- WORK ORDER
Only the lines below, from the one with "pub fn from_io(path: impl" through the one with "io::ErrorKind::PermissionDenied => Self::PermissionDenied", are to be written out, exactly.

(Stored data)
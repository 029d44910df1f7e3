//! Error types for the reconciliation library

use std::io;
use std::path::{Path, PathBuf};

/// Result type alias for sync operations
pub type Result<T> = std::result::Result<T, SyncError>;

/// Errors raised while reconciling a replica with its source
#[derive(Debug, thiserror::Error)]
pub enum SyncError {
    /// The source root does not exist
    #[error("Source root '{path}' does not exist")]
    SourceNotFound { path: PathBuf },

    /// A root path exists but cannot be used as a directory
    #[error("Path error at '{path}': {message}")]
    Path { path: PathBuf, message: String },

    /// Access to an entry was refused by the operating system
    #[error("Permission denied at '{path}': {source}")]
    PermissionDenied {
        path: PathBuf,
        #[source]
        source: io::Error,
    },

    /// The replica filesystem ran out of space
    #[error("No space left while writing '{path}': {source}")]
    StorageFull {
        path: PathBuf,
        #[source]
        source: io::Error,
    },

    /// An entry vanished or changed between being listed and being used
    #[error("'{path}' changed during the pass: {message}")]
    ConcurrentModification { path: PathBuf, message: String },

    /// Any other read, write or copy failure
    #[error("IO error at '{path}': {source}")]
    Io {
        path: PathBuf,
        #[source]
        source: io::Error,
    },

    /// Filter pattern errors
    #[error("Filter pattern error: {0}")]
    FilterPattern(String),

    /// The scheduler task could not run a pass
    #[error("Scheduler error: {0}")]
    Scheduler(String),

    /// Serialization/deserialization errors
    #[error("Serialization error: {0}")]
    Serialization(#[from] serde_json::Error),
}

impl SyncError {
    /// Classify an IO error raised while touching `path`
    pub fn from_io(path: impl Into<PathBuf>, source: io::Error) -> Self {
        let path = path.into();
        match source.kind() {
            io::ErrorKind::NotFound => Self::ConcurrentModification {
                path,
                message: source.to_string(),
            },
            io::ErrorKind::PermissionDenied => Self::PermissionDenied { path, source },
            io::ErrorKind::StorageFull => Self::StorageFull { path, source },
            _ => Self::Io { path, source },
        }
    }

    /// Create a new path error
    pub fn path_error(path: impl Into<PathBuf>, message: impl Into<String>) -> Self {
        Self::Path {
            path: path.into(),
            message: message.into(),
        }
    }

    /// Errors that abort the whole pass instead of being reported as events
    pub fn is_fatal(&self) -> bool {
        matches!(
            self,
            Self::SourceNotFound { .. }
                | Self::Path { .. }
                | Self::PermissionDenied { .. }
                | Self::StorageFull { .. }
                | Self::FilterPattern(_)
                | Self::Scheduler(_)
                | Self::Serialization(_)
        )
    }

    /// Path the error refers to, if any
    pub fn path(&self) -> Option<&Path> {
        match self {
            Self::SourceNotFound { path }
            | Self::Path { path, .. }
            | Self::PermissionDenied { path, .. }
            | Self::StorageFull { path, .. }
            | Self::ConcurrentModification { path, .. }
            | Self::Io { path, .. } => Some(path),
            Self::FilterPattern(_) | Self::Scheduler(_) | Self::Serialization(_) => None,
        }
    }
}

/// Attach a path to IO results, classifying the failure
pub(crate) trait IoResultExt<T> {
    fn at(self, path: &Path) -> Result<T>;
}

impl<T> IoResultExt<T> for io::Result<T> {
    fn at(self, path: &Path) -> Result<T> {
        self.map_err(|e| SyncError::from_io(path, e))
    }
}

#[cfg(test)]
mod tests {
    use super::*;

    #[test]
    fn test_not_found_is_concurrent_modification() {
        let err = SyncError::from_io("a.txt", io::Error::from(io::ErrorKind::NotFound));
        assert!(matches!(err, SyncError::ConcurrentModification { .. }));
        assert!(!err.is_fatal());
    }

    #[test]
    fn test_permission_and_disk_full_are_fatal() {
        let denied = SyncError::from_io("a", io::Error::from(io::ErrorKind::PermissionDenied));
        assert!(matches!(denied, SyncError::PermissionDenied { .. }));
        assert!(denied.is_fatal());

        let full = SyncError::from_io("a", io::Error::from(io::ErrorKind::StorageFull));
        assert!(matches!(full, SyncError::StorageFull { .. }));
        assert!(full.is_fatal());
    }

    #[test]
    fn test_other_io_errors_are_recoverable() {
        let err = SyncError::from_io("dir", io::Error::other("boom"));
        assert!(matches!(err, SyncError::Io { .. }));
        assert!(!err.is_fatal());
        assert_eq!(err.path(), Some(Path::new("dir")));
    }
}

- RESULT BELOW
    pub fn from_io(path: impl Into<PathBuf>, source: io::Error) -> Self {
        let path = path.into();
        match source.kind() {
            io::ErrorKind::NotFound => Self::ConcurrentModification {
                path,
                message: source.to_string(),
            },
            io::ErrorKind::PermissionDenied => Self::PermissionDenied { path, source },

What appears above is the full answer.